Hassan Ngeze, the editor of the extremist Hutu magazine, was originally jailed for life by a judge of the International Criminal Tribunal for Rwanda (ICTR) in 2003, for “poisoning” the minds of readers against Tutsis.
He is also known for publishing the “Hutu Ten Commandments” in the December edition of his paper in 1990, which were essential in creating and spreading the anti-Tutsi feeling among Rwandan Hutus that led to the Genocide.
Hassan was convicted on several counts of genocide-related crimes, and of aiding and abetting extermination as a crime against humanity.
Four years later, the sentence was reduced to 35 years. He is now being considered for early release by US Judge Theodor Meron, who oversees the international court.
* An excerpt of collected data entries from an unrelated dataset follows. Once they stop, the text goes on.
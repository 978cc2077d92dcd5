//! Name resolution: a synchronous `resolve` for callers on a worker thread
//! that can afford to block, and an `async_resolve` that offloads the
//! blocking lookup to a posted compute task so it doesn't stall a worker's
//! ring polling.
//!
//! `getaddrinfo(3)` has no `io_uring` opcode, so unlike accept/connect/
//! read/write this never touches the ring — it's staged through
//! [`ioservice::post_compute`], the same path [`ioservice::Service`] uses
//! for ordinary CPU-bound work.

use std::io;
use std::net::{SocketAddr, ToSocketAddrs};

use ioservice::{Service, ServiceError};

/// Resolves a host/port pair (or anything else implementing
/// [`ToSocketAddrs`]) to its candidate addresses.
pub struct Resolver;

impl Resolver {
  /// Blocking resolution on the calling thread. Thin wrapper around
  /// [`ToSocketAddrs`] — exists so callers go through one API for both the
  /// sync and async paths.
  pub fn resolve(query: impl ToSocketAddrs) -> io::Result<Vec<SocketAddr>> {
    Ok(query.to_socket_addrs()?.collect())
  }

  /// Runs [`Self::resolve`] on `service`'s task queue and delivers the
  /// result to `comp`. `query` must already be owned (`'static`) since
  /// resolution happens on whichever worker thread picks up the posted
  /// task.
  pub fn async_resolve<Q, F>(service: &Service, query: Q, comp: F) -> Result<(), ServiceError>
  where
    Q: ToSocketAddrs + Send + 'static,
    F: FnOnce(io::Result<Vec<SocketAddr>>) + Send + 'static,
  {
    ioservice::post_compute(service, move || Self::resolve(query), comp)
  }
}

#[cfg(test)]
mod tests {
  use super::*;
  use std::sync::mpsc;

  #[test]
  fn resolve_localhost_yields_a_loopback_address() {
    let addrs = Resolver::resolve(("localhost", 0)).unwrap();
    assert!(addrs.iter().any(|a| a.ip().is_loopback()));
  }

  #[test]
  fn async_resolve_delivers_its_result_through_the_posted_task() {
    let service = Service::new();
    let (tx, rx) = mpsc::channel();
    Resolver::async_resolve(&service, ("localhost", 0), move |result| {
      let _ = tx.send(result);
    })
    .unwrap();

    assert!(service.run_pending_task());
    let addrs = rx.recv().unwrap().unwrap();
    assert!(addrs.iter().any(|a| a.ip().is_loopback()));
  }
}
opcode! {
    /// Send a message on a socket, equivalent to `send(2)`.
    pub struct Send {
        fd: { RawFd },
        buf: { *const u8 },
        len: { u32 },
        ;;
        flags: i32 = 0,

        /// Set the destination address, for sending from an unconnected socket.
        ///
        /// When set, `dest_addr_len` must be set as well.
        /// See also `man 3 io_uring_prep_send_set_addr`.
        dest_addr: *const libc::sockaddr = core::ptr::null(),
        dest_addr_len: libc::socklen_t = 0,
    }

    pub const CODE = bindings::io_uring_op_IORING_OP_SEND;

    pub fn build(self) -> Entry {
        let Send { fd, buf, len, flags, dest_addr, dest_addr_len } = self;

        let mut sqe = sqe_zeroed();
        sqe.opcode = Self::CODE;
        sqe.fd = fd;
        sqe.__bindgen_anon_2.addr = buf as _;
        sqe.__bindgen_anon_1.addr2 = dest_addr as _;
        sqe.__bindgen_anon_5.__bindgen_anon_1.addr_len = dest_addr_len as _;
        sqe.len = len;
        sqe.__bindgen_anon_3.msg_flags = flags as _;
        Entry(sqe)
    }
}

opcode! {
    /// Receive a message from a socket, equivalent to `recv(2)`.
    pub struct Recv {
        fd: { RawFd },
        buf: { *mut u8 },
        len: { u32 },
        ;;
        flags: i32 = 0,
        buf_group: u16 = 0
    }

    pub const CODE = bindings::io_uring_op_IORING_OP_RECV;

    pub fn build(self) -> Entry {
        let Recv { fd, buf, len, flags, buf_group } = self;

        let mut sqe = sqe_zeroed();
        sqe.opcode = Self::CODE;
        sqe.fd = fd;
        sqe.__bindgen_anon_2.addr = buf as _;
        sqe.len = len;
        sqe.__bindgen_anon_3.msg_flags = flags as _;
        sqe.__bindgen_anon_4.buf_group = buf_group;
        Entry(sqe)
    }
}
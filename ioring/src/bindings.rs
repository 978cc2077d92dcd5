#[allow(
  unused,
  non_upper_case_globals,
  non_snake_case,
  non_camel_case_types,
  unsafe_op_in_unsafe_fn
)]
mod bindings {
  include!(concat!(env!("OUT_DIR"), "/bindings.rs"));
}

pub use bindings::*;

#[cfg(test)]
mod tests {
  use super::*;

  #[test]
  fn liburing_smoke() {
    use std::mem::MaybeUninit;
    unsafe {
      let mut ring = MaybeUninit::zeroed();
      let ret = self::io_uring_queue_init(5, ring.as_mut_ptr(), 0);
      assert_eq!(ret, 0, "queue_init failed: {}", ret);
      let mut ring = ring.assume_init();

      let sqe = self::io_uring_get_sqe(&raw mut ring);
      assert!(!sqe.is_null());

      self::io_uring_prep_nop(sqe);
      self::io_uring_sqe_set_data(sqe, 0x1337 as *mut _);
      let submitted = self::io_uring_submit(&raw mut ring);
      assert_eq!(submitted, 1, "submit failed: {}", submitted);

      let mut cqe_ptr: *mut io_uring_cqe = std::ptr::null_mut();
      let ret = io_uring_wait_cqe(&raw mut ring, &raw mut cqe_ptr);
      assert_eq!(ret, 0, "wait_cqe failed: {}", ret);
      assert!(!cqe_ptr.is_null());

      let user_data = io_uring_cqe_get_data(cqe_ptr);
      println!("user_data = {:p}", user_data);

      io_uring_cqe_seen(&raw mut ring, cqe_ptr);

      io_uring_queue_exit(&raw mut ring);
    }
  }
}
use std::{env, path::PathBuf};

fn main() {
  println!("cargo:rustc-link-lib=uring");
  println!("cargo:rerun-if-changed=wrapper.h");

  let bindings = bindgen::Builder::default()
    .header("wrapper.h")
    .parse_callbacks(Box::new(bindgen::CargoCallbacks::new()))
    .allowlist_function("io_uring_.*")
    .allowlist_type("io_uring.*")
    .allowlist_var("IORING_.*")
    .allowlist_var("IOSQE_.*")
    .generate()
    .expect("failed to generate liburing bindings");

  let out_path = PathBuf::from(env::var("OUT_DIR").unwrap());
  bindings
    .write_to_file(out_path.join("bindings.rs"))
    .expect("failed to write liburing bindings");
}
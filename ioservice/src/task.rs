//! The unit of work posted to a [`crate::Service`].

/// A single unit of deferred work: a type-erased, move-only, run-exactly-once
/// closure.
///
/// Grounded on the teacher's `op_registration::OpCallback` type-erasure idiom,
/// simplified here to a boxed `FnOnce` since `Task` carries no completion
/// payload of its own (that's [`crate::async_result::AsyncResult`]'s job).
pub struct Task {
  body: Box<dyn FnOnce() + Send + 'static>,
}

impl Task {
  /// Wraps `f` as a task. `f` runs at most once, when [`Task::invoke`] is
  /// called.
  pub fn new<F>(f: F) -> Self
  where
    F: FnOnce() + Send + 'static,
  {
    Self { body: Box::new(f) }
  }

  /// Runs the task, consuming it. There is no `run()` that takes `&self`:
  /// a `Task` is affine, exactly like the handlers `strand`/`io_service`
  /// schedule in the original — it is invoked exactly once.
  pub fn invoke(self) {
    (self.body)()
  }
}

impl std::fmt::Debug for Task {
  fn fmt(&self, f: &mut std::fmt::Formatter<'_>) -> std::fmt::Result {
    f.debug_struct("Task").finish_non_exhaustive()
  }
}

#[cfg(test)]
mod tests {
  use super::*;
  use std::sync::atomic::{AtomicBool, Ordering};
  use std::sync::Arc;

  #[test]
  fn invoke_runs_the_closure_once() {
    let ran = Arc::new(AtomicBool::new(false));
    let ran2 = ran.clone();
    let task = Task::new(move || ran2.store(true, Ordering::SeqCst));
    task.invoke();
    assert!(ran.load(Ordering::SeqCst));
  }

  #[test]
  fn task_is_sendable_across_threads() {
    let task = Task::new(|| {});
    let handle = std::thread::spawn(move || task.invoke());
    handle.join().unwrap();
  }
}
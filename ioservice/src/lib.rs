#![cfg_attr(docsrs, feature(doc_cfg))]

//! # ioservice
//!
//! A proactor-style, multi-threaded execution framework layered over Linux
//! io_uring. A [`Service`] owns a shared task queue; any number of threads
//! call [`Service::run`] to become workers, each alternating between
//! draining its own per-thread ring core ([`ring::RingCore`], via [`ioring`])
//! and blocking on the shared queue. [`Strand`] serializes a subset of work
//! on top of a service without dedicating a thread to it.
//!
//! ## Getting started
//!
//! ```no_run
//! use std::sync::Arc;
//! use std::sync::atomic::{AtomicUsize, Ordering};
//! use ioservice::Service;
//!
//! let service = Arc::new(Service::new());
//! let counter = Arc::new(AtomicUsize::new(0));
//!
//! for _ in 0..50 {
//!     let counter = counter.clone();
//!     service.post(move || { counter.fetch_add(100, Ordering::SeqCst); }).unwrap();
//! }
//!
//! let mut workers = Vec::new();
//! for _ in 0..5 {
//!     let service = service.clone();
//!     workers.push(std::thread::spawn(move || service.run().unwrap()));
//! }
//!
//! std::thread::sleep(std::time::Duration::from_millis(50));
//! service.stop();
//! for w in workers { w.join().unwrap(); }
//!
//! assert_eq!(counter.load(Ordering::SeqCst), 5000);
//! ```
//!
//! ## Module map
//!
//! | Module | Role |
//! |---|---|
//! | [`task`] | The unit of deferred work (C1) |
//! | [`queue`] | MPMC task queue backing every service (C2) |
//! | [`interrupt`] | Reference-counted lifecycle flag (C3) |
//! | [`callstack`] | Thread-local reentrancy marker (C4) |
//! | [`service`] | The executor itself (C5); [`Service::new_sharing_ring_work_queue`] attaches to the process's shared ring work queue |
//! | [`async_result`] | One-shot result cell (C6) |
//! | [`async_op`] | Initiator/completer protocol (C7) |
//! | [`ring`] | Per-worker io_uring core (C8) |
//! | [`poster`] | `post_ring`/`post_compute` façades (C9) |
//! | [`strand`] | Serialized execution context (C10) |
//!
//! External wrappers (acceptor/socket/resolver, C11) live in the sibling
//! `ioservice-net` crate.

mod async_op;
mod async_result;
mod callstack;
mod error;
mod interrupt;
mod poster;
mod queue;
mod ring;
mod service;
mod strand;
mod sync;
mod task;
mod waitable;

pub use async_op::Initiator;
pub use async_result::AsyncResult;
pub use error::ServiceError;
pub use interrupt::{InterruptFlag, InterruptHandle};
pub use poster::{post_compute, post_ring};
pub use queue::TaskQueue;
pub use service::Service;
pub use strand::Strand;
pub use task::Task;
pub use waitable::Waitable;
This was after Ngeze applied for early release in March this year. His lawyers are hopeful that their client will be granted that release later this month.
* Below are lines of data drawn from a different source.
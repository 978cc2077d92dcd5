//! Multi-producer, multi-consumer task queue.
//!
//! Structurally this is the dummy-node, split head/tail-lock queue from
//! `threadsafe_queue.hpp`: a singly linked chain where the tail lock and the
//! head lock are independent, so a producer pushing and a consumer popping
//! rarely contend on the same mutex. The blocking-wait half is grounded on
//! the teacher's `blocking_queue::BlockingCoordinator`, which pairs a
//! `Condvar` with a mutex that holds no data of its own, only coordinating.
//!
//! The C++ original aliases the tail pointer without the tail lock inside
//! `try_pop`'s emptiness check (a known rough edge of that textbook
//! algorithm). This port always takes the tail lock to read the current
//! tail, trading a little contention for a queue with no informal reasoning
//! about cross-lock visibility.

use std::sync::Arc;

use crate::sync::{Condvar, Mutex};
use crate::task::Task;

struct Node {
  data: Mutex<Option<Task>>,
  next: Mutex<Option<Arc<Node>>>,
}

impl Node {
  fn dummy() -> Arc<Node> {
    Arc::new(Node { data: Mutex::new(None), next: Mutex::new(None) })
  }
}

/// The MPMC queue backing [`crate::Service`]. One instance is created per
/// service and shared by all its posters and workers.
pub struct TaskQueue {
  head: Mutex<Arc<Node>>,
  tail: Mutex<Arc<Node>>,
  not_empty: Condvar,
  wait_lock: Mutex<()>,
}

impl Default for TaskQueue {
  fn default() -> Self {
    Self::new()
  }
}

impl TaskQueue {
  pub fn new() -> Self {
    let dummy = Node::dummy();
    Self {
      head: Mutex::new(dummy.clone()),
      tail: Mutex::new(dummy),
      not_empty: Condvar::new(),
      wait_lock: Mutex::new(()),
    }
  }

  fn current_tail(&self) -> Arc<Node> {
    self.tail.lock().clone()
  }

  /// Appends `task` to the end of the queue and wakes exactly one blocked
  /// consumer, if any — one task posted should wake one worker, not all of
  /// them.
  pub fn push(&self, task: Task) {
    let new_tail = Node::dummy();
    let mut tail_guard = self.tail.lock();
    *tail_guard.data.lock() = Some(task);
    *tail_guard.next.lock() = Some(new_tail.clone());
    *tail_guard = new_tail;
    drop(tail_guard);

    let _guard = self.wait_lock.lock();
    self.not_empty.notify_one();
  }

  /// Pops the front task without blocking. Returns `None` if the queue is
  /// currently empty.
  pub fn try_pop(&self) -> Option<Task> {
    let mut head_guard = self.head.lock();
    let tail = self.current_tail();
    if Arc::ptr_eq(&head_guard, &tail) {
      return None;
    }
    let data = head_guard.data.lock().take();
    let next = head_guard
      .next
      .lock()
      .take()
      .expect("queue invariant: a non-dummy head always has a successor");
    *head_guard = next;
    data
  }

  /// Blocks until a task is available, `predicate` becomes true, or an
  /// external [`TaskQueue::signal`] wakes this waiter. Returns `None` if it
  /// woke because of `predicate` with the queue still empty, `Some` if it
  /// popped a task.
  pub fn wait_and_pop<P>(&self, predicate: P) -> Option<Task>
  where
    P: Fn() -> bool,
  {
    if let Some(t) = self.try_pop() {
      return Some(t);
    }
    let mut guard = self.wait_lock.lock();
    loop {
      if let Some(t) = self.try_pop() {
        return Some(t);
      }
      if predicate() {
        return None;
      }
      guard = crate::sync::wait(&self.not_empty, guard);
    }
  }

  /// Like [`Self::wait_and_pop`], but gives up and returns `None` after
  /// `timeout` even if neither a task arrived nor `predicate` became true.
  /// Used by a worker with an outstanding ring operation: it cannot block
  /// indefinitely on this queue alone, since a kernel completion on its own
  /// ring never touches this condvar.
  pub fn wait_and_pop_timeout<P>(
    &self,
    predicate: P,
    timeout: std::time::Duration,
  ) -> Option<Task>
  where
    P: Fn() -> bool,
  {
    if let Some(t) = self.try_pop() {
      return Some(t);
    }
    let mut guard = self.wait_lock.lock();
    let deadline = std::time::Instant::now() + timeout;
    loop {
      if let Some(t) = self.try_pop() {
        return Some(t);
      }
      if predicate() {
        return None;
      }
      let remaining = deadline.saturating_duration_since(std::time::Instant::now());
      if remaining.is_zero() {
        return None;
      }
      let (next_guard, timed_out) =
        crate::sync::wait_timeout(&self.not_empty, guard, remaining);
      guard = next_guard;
      if timed_out {
        return self.try_pop();
      }
    }
  }

  /// Wakes every blocked consumer without pushing a task. Used by
  /// [`crate::Service::stop`]'s stop-callback to break all workers out of
  /// `wait_and_pop` at once.
  pub fn signal(&self) {
    let _guard = self.wait_lock.lock();
    self.not_empty.notify_all();
  }

  /// True if the queue currently holds no tasks. Racy by nature in an MPMC
  /// queue; useful for diagnostics, not for synchronization.
  pub fn is_empty(&self) -> bool {
    let head_guard = self.head.lock();
    let tail = self.current_tail();
    Arc::ptr_eq(&head_guard, &tail)
  }

  /// Drains every currently-queued task without running them. Used by
  /// `Service::stop` to discard whatever was left pending.
  pub fn clear(&self) {
    while self.try_pop().is_some() {}
  }

  /// Exchanges the contents of two queues under a canonical lock order (by
  /// address) so two concurrent `swap` calls on the same pair never
  /// deadlock.
  pub fn swap(&self, other: &TaskQueue) {
    let (a, b) = if (self as *const Self as usize)
      < (other as *const Self as usize)
    {
      (self, other)
    } else {
      (other, self)
    };
    let mut a_head = a.head.lock();
    let mut a_tail = a.tail.lock();
    let mut b_head = b.head.lock();
    let mut b_tail = b.tail.lock();
    std::mem::swap(&mut *a_head, &mut *b_head);
    std::mem::swap(&mut *a_tail, &mut *b_tail);
  }
}

#[cfg(test)]
mod tests {
  use super::*;
  use std::sync::atomic::{AtomicUsize, Ordering};
  use std::sync::Arc as StdArc;
  use std::time::Duration;

  #[test]
  fn push_then_try_pop_is_fifo() {
    let q = TaskQueue::new();
    let order = StdArc::new(Mutex::new(Vec::new()));
    for i in 0..5 {
      let order = order.clone();
      q.push(Task::new(move || order.lock().push(i)));
    }
    while let Some(t) = q.try_pop() {
      t.invoke();
    }
    assert_eq!(*order.lock(), vec![0, 1, 2, 3, 4]);
  }

  #[test]
  fn try_pop_on_empty_queue_returns_none() {
    let q = TaskQueue::new();
    assert!(q.try_pop().is_none());
    assert!(q.is_empty());
  }

  #[test]
  fn wait_and_pop_wakes_on_push() {
    let q = StdArc::new(TaskQueue::new());
    let q2 = q.clone();
    let handle = std::thread::spawn(move || {
      q2.wait_and_pop(|| false).expect("a task should arrive")
    });
    std::thread::sleep(Duration::from_millis(20));
    q.push(Task::new(|| {}));
    let task = handle.join().unwrap();
    task.invoke();
  }

  #[test]
  fn wait_and_pop_wakes_on_predicate_without_a_task() {
    let q = TaskQueue::new();
    let stopped = std::sync::atomic::AtomicBool::new(false);
    let result = std::thread::scope(|scope| {
      let handle = scope.spawn(|| q.wait_and_pop(|| stopped.load(Ordering::SeqCst)));
      std::thread::sleep(Duration::from_millis(20));
      stopped.store(true, Ordering::SeqCst);
      q.signal();
      handle.join().unwrap()
    });
    assert!(result.is_none());
  }

  #[test]
  fn many_producers_many_consumers_account_for_every_task() {
    let q = StdArc::new(TaskQueue::new());
    let produced = 2000;
    let consumed = StdArc::new(AtomicUsize::new(0));

    std::thread::scope(|scope| {
      for _ in 0..4 {
        let q = q.clone();
        scope.spawn(move || {
          for _ in 0..(produced / 4) {
            q.push(Task::new(|| {}));
          }
        });
      }
      for _ in 0..4 {
        let q = q.clone();
        let consumed = consumed.clone();
        scope.spawn(move || loop {
          match q.wait_and_pop(|| consumed.load(Ordering::SeqCst) >= produced) {
            Some(t) => {
              t.invoke();
              consumed.fetch_add(1, Ordering::SeqCst);
            }
            None => break,
          }
        });
      }
    });

    assert_eq!(consumed.load(Ordering::SeqCst), produced);
    assert!(q.is_empty());
  }

  #[test]
  fn wait_and_pop_timeout_expires_when_nothing_arrives() {
    let q = TaskQueue::new();
    let result = q.wait_and_pop_timeout(|| false, Duration::from_millis(20));
    assert!(result.is_none());
  }

  #[test]
  fn wait_and_pop_timeout_returns_task_if_pushed_in_time() {
    let q = StdArc::new(TaskQueue::new());
    let q2 = q.clone();
    let handle = std::thread::spawn(move || {
      q2.wait_and_pop_timeout(|| false, Duration::from_secs(5))
    });
    std::thread::sleep(Duration::from_millis(10));
    q.push(Task::new(|| {}));
    assert!(handle.join().unwrap().is_some());
  }

  #[test]
  fn swap_exchanges_contents() {
    let a = TaskQueue::new();
    let b = TaskQueue::new();
    a.push(Task::new(|| {}));
    a.push(Task::new(|| {}));
    b.push(Task::new(|| {}));

    a.swap(&b);

    assert!(a.try_pop().is_some());
    assert!(a.try_pop().is_none());
    assert!(b.try_pop().is_some());
    assert!(b.try_pop().is_some());
    assert!(b.try_pop().is_none());
  }
}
This has since sparked anger in Rwanda, particularly among the lawyers who originally put him behind bars.
According to news site The Guardian, Simone Monasebian, one of the prosecutors in the original case, has written to the judge, arguing that the words used in Ngeze’s publications “were more potent and dangerous than any bullets or machetes”.
She added that Ngeze was the “mastermind of the genocide”.
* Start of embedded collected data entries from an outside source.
//! Cross-service dispatch: two independently-running services, 20 workers
//! each, each posted task either dispatches onto its own service (inline)
//! or the other one (reposted). Proves `dispatch`'s local/foreign split by
//! comparing a shared counter's value immediately before and after the
//! dispatch call returns.
//!
//! A foreign dispatch only posts its increment — nothing stops the other
//! service's worker from picking it up before the posting task samples the
//! counter again. Each foreign increment is gated behind an `AtomicBool`
//! the poster only opens after taking its "after" sample, so the proof
//! doesn't depend on scheduling luck.

use std::sync::atomic::{AtomicBool, AtomicUsize, Ordering};
use std::sync::{Arc, Mutex};
use std::thread;

use ioservice::Service;

const WORKERS: usize = 20;
const TASKS_PER_SERVICE: usize = 50;
const INCREMENT: usize = 100;

fn spawn_workers(service: &Arc<Service>, count: usize) -> Vec<thread::JoinHandle<()>> {
  (0..count)
    .map(|_| {
      let service = service.clone();
      thread::spawn(move || service.run().unwrap())
    })
    .collect()
}

#[test]
fn local_dispatch_runs_inline_foreign_dispatch_reposts() {
  let s1 = Arc::new(Service::new());
  let s2 = Arc::new(Service::new());
  let counter = Arc::new(AtomicUsize::new(0));
  let proofs_ok = Arc::new(AtomicUsize::new(0));
  let proofs_total = Arc::new(AtomicUsize::new(0));

  for i in 0..TASKS_PER_SERVICE {
    let dispatch_local = i % 2 == 0;
    schedule_task(&s1, &s2, dispatch_local, &counter, &proofs_ok, &proofs_total);
    schedule_task(&s2, &s1, dispatch_local, &counter, &proofs_ok, &proofs_total);
  }

  let workers1 = spawn_workers(&s1, WORKERS);
  let workers2 = spawn_workers(&s2, WORKERS);

  thread::sleep(std::time::Duration::from_millis(200));
  s1.stop();
  s2.stop();
  for w in workers1 {
    w.join().unwrap();
  }
  for w in workers2 {
    w.join().unwrap();
  }

  assert_eq!(counter.load(Ordering::SeqCst), 2 * TASKS_PER_SERVICE * INCREMENT);
  assert_eq!(proofs_total.load(Ordering::SeqCst), 2 * TASKS_PER_SERVICE);
  assert_eq!(proofs_ok.load(Ordering::SeqCst), proofs_total.load(Ordering::SeqCst));
}

fn schedule_task(
  owner: &Arc<Service>,
  other: &Arc<Service>,
  dispatch_local: bool,
  counter: &Arc<AtomicUsize>,
  proofs_ok: &Arc<AtomicUsize>,
  proofs_total: &Arc<AtomicUsize>,
) {
  let owner_for_task = owner.clone();
  let other_for_task = other.clone();
  let counter = counter.clone();
  let proofs_ok = proofs_ok.clone();
  let proofs_total = proofs_total.clone();

  owner
    .post(move || {
      let target = if dispatch_local { &owner_for_task } else { &other_for_task };
      let before = counter.load(Ordering::SeqCst);

      if dispatch_local {
        // Inline: the increment has already happened by the time
        // `dispatch` returns, no gate needed.
        let counter = counter.clone();
        target.dispatch(move || {
          counter.fetch_add(INCREMENT, Ordering::SeqCst);
        })
        .unwrap();
        let after = counter.load(Ordering::SeqCst);
        proofs_total.fetch_add(1, Ordering::SeqCst);
        if after == before + INCREMENT {
          proofs_ok.fetch_add(1, Ordering::SeqCst);
        }
      } else {
        // Foreign: gate the increment until this task has sampled
        // "after", so an eager remote worker can't race the proof.
        let gate = Arc::new((Mutex::new(false), std::sync::Condvar::new()));
        let gate_for_task = gate.clone();
        let counter_for_task = counter.clone();
        target.dispatch(move || {
          let (lock, cvar) = &*gate_for_task;
          let mut opened = lock.lock().unwrap();
          while !*opened {
            opened = cvar.wait(opened).unwrap();
          }
          counter_for_task.fetch_add(INCREMENT, Ordering::SeqCst);
        })
        .unwrap();

        let after = counter.load(Ordering::SeqCst);
        proofs_total.fetch_add(1, Ordering::SeqCst);
        if after == before {
          proofs_ok.fetch_add(1, Ordering::SeqCst);
        }

        let (lock, cvar) = &*gate;
        *lock.lock().unwrap() = true;
        cvar.notify_all();
      }
    })
    .unwrap();
}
For Rwanda’s National Commission for the Fight against Genocide (CNLG) any decisions such as a possible release of Ngeze “demean the genocide against Tutsis, and give room for impunity”.
“ICTR ruled that Ngeze used the media to propagate hatred and warned that none should ever use the media for such a serious crime, so granting him early release is not acceptable,” the Commission added.
The attorney-general of Rwanda, Johnson Businye has also called for “an investigation into the basis for these releases, and asking that they be brought to a halt.”
Meron has so far granted early release to about 10 genocide convicts and the fear is that Ngeze may also be given the same opportunity.
The Rwandan government is demanding a public hearing so objections from survivors of the genocide can be heard before any early release should be considered.
At least 800,000 people – ethnic Tutsis and moderate Hutus – were killed in 100 days by Hutu militias during the 1994 Rwandan Genocide.
More than two million refugees fled Rwanda, generating a humanitarian crisis.
Besides Ngeze, other applications who have applied for early release include an application by Col. Simba Aloys and Dominique Ntawukuriryayo who are serving 25 and 20 years respectively.